§ **Problem requirements**
Lines below that include "TransformationRequirement" are the answer; copy each one.

Stored data
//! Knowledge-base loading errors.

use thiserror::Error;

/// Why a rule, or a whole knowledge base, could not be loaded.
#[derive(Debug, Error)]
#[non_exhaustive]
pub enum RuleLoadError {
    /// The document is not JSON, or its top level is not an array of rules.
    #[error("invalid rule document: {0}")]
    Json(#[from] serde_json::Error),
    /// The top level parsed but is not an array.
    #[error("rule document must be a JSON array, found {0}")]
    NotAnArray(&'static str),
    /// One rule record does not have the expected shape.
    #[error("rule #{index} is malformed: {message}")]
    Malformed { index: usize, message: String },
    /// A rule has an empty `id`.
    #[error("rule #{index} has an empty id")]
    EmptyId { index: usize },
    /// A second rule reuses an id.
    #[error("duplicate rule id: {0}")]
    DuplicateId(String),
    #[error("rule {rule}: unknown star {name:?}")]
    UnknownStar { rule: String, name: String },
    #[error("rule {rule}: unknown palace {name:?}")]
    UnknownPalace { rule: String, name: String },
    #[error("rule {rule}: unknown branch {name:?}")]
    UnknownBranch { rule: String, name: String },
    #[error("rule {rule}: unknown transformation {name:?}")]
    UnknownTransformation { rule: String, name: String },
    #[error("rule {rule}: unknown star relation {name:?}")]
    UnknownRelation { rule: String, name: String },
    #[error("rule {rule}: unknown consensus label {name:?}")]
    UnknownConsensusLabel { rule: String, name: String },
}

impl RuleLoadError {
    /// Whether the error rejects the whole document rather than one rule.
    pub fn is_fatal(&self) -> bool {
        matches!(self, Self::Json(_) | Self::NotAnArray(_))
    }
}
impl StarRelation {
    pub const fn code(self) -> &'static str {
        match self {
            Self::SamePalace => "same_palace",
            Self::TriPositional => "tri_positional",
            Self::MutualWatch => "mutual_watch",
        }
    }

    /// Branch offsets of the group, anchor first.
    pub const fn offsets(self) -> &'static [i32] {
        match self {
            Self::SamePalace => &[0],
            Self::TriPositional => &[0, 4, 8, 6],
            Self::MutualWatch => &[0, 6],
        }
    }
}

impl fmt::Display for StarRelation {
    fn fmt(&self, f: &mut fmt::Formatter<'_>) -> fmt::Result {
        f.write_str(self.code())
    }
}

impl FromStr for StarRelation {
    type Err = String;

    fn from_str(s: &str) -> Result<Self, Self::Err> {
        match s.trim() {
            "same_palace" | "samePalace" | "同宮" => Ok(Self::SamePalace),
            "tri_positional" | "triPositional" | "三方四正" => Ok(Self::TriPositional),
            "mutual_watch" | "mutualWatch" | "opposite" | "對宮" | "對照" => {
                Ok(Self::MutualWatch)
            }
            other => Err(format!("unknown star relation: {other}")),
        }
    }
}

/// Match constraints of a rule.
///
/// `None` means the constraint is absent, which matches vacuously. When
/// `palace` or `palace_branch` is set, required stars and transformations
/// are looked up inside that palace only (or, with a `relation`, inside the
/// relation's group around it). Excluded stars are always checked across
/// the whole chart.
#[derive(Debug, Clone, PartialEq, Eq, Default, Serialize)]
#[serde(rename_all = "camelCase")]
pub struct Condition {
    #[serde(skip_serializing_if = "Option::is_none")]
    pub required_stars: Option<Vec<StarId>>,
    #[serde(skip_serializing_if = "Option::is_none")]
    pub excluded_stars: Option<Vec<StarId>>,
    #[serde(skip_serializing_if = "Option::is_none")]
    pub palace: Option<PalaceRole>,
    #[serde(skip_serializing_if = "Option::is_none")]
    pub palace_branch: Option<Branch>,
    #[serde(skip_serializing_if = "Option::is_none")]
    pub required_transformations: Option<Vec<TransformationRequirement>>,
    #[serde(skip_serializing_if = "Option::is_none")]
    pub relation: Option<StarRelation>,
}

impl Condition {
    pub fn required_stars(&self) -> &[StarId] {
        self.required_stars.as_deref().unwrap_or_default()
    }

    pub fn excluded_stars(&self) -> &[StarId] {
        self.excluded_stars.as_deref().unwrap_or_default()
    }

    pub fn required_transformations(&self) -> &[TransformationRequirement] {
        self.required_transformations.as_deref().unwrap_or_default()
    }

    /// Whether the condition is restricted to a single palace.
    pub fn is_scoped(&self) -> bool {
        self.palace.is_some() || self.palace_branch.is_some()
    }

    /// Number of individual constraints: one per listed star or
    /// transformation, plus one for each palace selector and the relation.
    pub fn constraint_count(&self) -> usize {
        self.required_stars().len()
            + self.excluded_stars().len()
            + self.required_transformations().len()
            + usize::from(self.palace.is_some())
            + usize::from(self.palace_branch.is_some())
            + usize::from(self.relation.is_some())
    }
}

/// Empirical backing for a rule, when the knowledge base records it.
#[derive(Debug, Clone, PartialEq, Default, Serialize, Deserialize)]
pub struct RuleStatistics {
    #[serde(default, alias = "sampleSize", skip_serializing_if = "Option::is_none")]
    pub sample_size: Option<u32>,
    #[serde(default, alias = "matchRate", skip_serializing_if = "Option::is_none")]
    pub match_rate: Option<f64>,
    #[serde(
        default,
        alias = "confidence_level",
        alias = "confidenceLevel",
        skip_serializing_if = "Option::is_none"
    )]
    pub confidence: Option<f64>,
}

* * *

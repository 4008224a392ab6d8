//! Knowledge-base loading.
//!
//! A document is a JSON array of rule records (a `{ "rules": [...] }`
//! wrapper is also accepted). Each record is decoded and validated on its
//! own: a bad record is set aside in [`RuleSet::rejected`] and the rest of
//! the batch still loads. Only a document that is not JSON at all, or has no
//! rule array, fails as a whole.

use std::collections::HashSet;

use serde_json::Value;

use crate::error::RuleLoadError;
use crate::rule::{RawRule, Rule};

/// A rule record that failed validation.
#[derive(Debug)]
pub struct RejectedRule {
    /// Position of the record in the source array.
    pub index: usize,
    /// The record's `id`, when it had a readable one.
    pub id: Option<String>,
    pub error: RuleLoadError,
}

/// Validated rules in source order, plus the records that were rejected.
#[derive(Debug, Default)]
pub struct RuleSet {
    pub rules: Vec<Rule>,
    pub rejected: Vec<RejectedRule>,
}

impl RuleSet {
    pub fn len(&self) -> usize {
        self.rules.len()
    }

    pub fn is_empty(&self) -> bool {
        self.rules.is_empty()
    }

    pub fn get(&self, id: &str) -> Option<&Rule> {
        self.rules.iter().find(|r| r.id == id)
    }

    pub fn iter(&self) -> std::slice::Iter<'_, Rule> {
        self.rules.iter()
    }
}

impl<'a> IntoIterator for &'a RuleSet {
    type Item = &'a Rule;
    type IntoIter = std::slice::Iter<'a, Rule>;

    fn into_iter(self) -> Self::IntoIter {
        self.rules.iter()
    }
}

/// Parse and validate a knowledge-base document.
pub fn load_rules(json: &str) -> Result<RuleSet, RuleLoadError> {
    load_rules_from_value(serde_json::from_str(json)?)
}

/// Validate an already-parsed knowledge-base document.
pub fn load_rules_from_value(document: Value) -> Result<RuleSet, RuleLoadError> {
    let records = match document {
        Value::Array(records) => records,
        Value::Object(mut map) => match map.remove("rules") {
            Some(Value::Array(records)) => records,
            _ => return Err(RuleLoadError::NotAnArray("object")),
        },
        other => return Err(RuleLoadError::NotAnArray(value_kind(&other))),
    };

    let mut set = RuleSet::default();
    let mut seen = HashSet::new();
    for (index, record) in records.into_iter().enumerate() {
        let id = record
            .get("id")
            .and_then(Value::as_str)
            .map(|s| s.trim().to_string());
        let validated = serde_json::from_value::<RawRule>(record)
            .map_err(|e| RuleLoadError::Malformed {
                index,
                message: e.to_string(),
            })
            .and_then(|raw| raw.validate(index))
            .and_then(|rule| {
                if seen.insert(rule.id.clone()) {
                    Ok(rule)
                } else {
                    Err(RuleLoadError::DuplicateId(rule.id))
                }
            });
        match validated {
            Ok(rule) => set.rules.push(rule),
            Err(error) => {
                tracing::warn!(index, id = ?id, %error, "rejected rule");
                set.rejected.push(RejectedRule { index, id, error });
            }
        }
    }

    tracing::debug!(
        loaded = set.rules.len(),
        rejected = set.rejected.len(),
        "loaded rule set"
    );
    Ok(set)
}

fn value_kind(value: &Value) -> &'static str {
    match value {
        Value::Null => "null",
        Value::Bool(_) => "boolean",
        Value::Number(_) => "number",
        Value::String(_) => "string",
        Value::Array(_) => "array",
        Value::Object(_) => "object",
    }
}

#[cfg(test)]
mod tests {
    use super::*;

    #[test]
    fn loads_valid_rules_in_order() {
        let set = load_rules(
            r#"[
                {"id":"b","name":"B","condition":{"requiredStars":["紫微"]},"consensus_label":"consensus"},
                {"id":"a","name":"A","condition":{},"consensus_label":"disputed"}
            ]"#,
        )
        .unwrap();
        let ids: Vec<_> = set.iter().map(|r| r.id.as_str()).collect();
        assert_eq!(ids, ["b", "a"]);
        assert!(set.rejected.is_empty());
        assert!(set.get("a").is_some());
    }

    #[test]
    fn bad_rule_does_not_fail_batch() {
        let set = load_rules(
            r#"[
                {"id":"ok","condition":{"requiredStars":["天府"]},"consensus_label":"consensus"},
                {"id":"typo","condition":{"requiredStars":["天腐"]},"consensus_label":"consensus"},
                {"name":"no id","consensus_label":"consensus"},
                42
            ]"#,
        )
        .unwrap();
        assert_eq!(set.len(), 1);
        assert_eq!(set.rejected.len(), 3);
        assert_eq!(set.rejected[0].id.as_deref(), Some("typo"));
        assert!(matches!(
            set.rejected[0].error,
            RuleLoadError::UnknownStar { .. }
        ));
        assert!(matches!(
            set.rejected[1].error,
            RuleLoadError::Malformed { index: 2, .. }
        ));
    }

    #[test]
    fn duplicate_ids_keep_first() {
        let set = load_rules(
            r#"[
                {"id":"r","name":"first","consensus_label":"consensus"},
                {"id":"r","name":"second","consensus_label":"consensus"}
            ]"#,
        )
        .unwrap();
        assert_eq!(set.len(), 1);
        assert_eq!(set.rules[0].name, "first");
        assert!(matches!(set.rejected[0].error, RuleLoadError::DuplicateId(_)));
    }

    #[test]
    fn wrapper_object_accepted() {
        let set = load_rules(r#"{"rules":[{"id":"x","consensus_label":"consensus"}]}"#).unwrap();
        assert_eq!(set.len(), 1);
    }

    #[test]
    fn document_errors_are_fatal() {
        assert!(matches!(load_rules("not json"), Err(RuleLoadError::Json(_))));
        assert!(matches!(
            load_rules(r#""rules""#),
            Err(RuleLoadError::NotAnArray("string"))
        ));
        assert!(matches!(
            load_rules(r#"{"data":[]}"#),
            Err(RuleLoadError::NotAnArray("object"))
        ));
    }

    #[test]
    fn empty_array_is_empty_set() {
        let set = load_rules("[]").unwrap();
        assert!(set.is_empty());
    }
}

---

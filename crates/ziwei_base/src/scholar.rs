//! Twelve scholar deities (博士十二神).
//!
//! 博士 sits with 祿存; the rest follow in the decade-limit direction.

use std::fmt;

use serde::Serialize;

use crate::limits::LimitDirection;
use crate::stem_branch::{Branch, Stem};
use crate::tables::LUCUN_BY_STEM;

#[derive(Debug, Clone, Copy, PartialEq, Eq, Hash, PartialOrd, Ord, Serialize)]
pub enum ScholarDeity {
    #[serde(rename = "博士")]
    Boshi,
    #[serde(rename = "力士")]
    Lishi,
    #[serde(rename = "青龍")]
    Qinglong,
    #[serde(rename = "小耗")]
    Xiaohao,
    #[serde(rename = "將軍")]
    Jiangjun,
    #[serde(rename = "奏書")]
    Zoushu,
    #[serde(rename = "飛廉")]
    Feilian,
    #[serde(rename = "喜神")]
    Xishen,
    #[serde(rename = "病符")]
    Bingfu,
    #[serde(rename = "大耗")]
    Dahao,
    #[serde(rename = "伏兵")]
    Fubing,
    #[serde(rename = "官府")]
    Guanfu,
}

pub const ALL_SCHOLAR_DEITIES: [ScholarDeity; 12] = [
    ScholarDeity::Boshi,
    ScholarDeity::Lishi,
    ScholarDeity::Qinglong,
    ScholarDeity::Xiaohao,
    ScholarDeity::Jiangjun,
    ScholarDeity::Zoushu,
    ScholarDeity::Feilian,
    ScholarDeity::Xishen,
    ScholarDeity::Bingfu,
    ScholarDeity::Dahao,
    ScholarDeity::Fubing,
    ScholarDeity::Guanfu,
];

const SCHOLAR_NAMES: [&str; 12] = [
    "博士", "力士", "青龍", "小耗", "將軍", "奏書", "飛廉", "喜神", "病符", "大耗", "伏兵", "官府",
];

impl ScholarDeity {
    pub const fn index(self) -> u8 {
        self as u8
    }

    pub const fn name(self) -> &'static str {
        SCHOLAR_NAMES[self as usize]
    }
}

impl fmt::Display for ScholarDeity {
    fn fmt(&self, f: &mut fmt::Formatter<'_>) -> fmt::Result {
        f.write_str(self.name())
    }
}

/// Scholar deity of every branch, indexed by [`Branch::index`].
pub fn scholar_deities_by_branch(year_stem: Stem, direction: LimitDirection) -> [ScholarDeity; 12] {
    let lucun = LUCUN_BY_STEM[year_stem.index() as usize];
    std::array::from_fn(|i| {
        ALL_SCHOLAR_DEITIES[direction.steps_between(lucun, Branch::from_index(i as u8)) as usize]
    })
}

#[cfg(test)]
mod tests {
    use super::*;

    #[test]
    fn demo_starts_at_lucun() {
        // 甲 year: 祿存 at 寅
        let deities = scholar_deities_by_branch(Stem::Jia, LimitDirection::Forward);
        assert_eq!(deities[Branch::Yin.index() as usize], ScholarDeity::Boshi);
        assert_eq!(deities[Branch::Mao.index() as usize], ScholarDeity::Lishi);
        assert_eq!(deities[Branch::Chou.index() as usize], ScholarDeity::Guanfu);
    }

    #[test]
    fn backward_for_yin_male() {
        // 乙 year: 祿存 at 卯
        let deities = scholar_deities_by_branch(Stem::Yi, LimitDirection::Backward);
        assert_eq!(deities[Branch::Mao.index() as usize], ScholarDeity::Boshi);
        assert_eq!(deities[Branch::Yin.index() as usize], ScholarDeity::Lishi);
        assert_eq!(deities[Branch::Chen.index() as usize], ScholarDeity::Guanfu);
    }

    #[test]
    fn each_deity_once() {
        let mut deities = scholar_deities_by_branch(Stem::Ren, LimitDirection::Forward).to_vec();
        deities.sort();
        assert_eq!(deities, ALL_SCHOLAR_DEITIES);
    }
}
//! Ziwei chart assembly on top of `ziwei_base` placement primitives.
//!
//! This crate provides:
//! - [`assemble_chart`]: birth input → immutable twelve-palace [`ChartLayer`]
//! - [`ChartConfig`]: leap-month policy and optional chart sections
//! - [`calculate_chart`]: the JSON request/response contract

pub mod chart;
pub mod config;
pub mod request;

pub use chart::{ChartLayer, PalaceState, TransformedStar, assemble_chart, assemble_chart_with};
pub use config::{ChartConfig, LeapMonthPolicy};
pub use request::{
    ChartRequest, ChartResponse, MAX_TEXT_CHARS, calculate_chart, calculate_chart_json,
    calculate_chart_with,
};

§ **Problem solution**
    pub required_transformations: Option<Vec<TransformationRequirement>>,
    pub fn required_transformations(&self) -> &[TransformationRequirement] {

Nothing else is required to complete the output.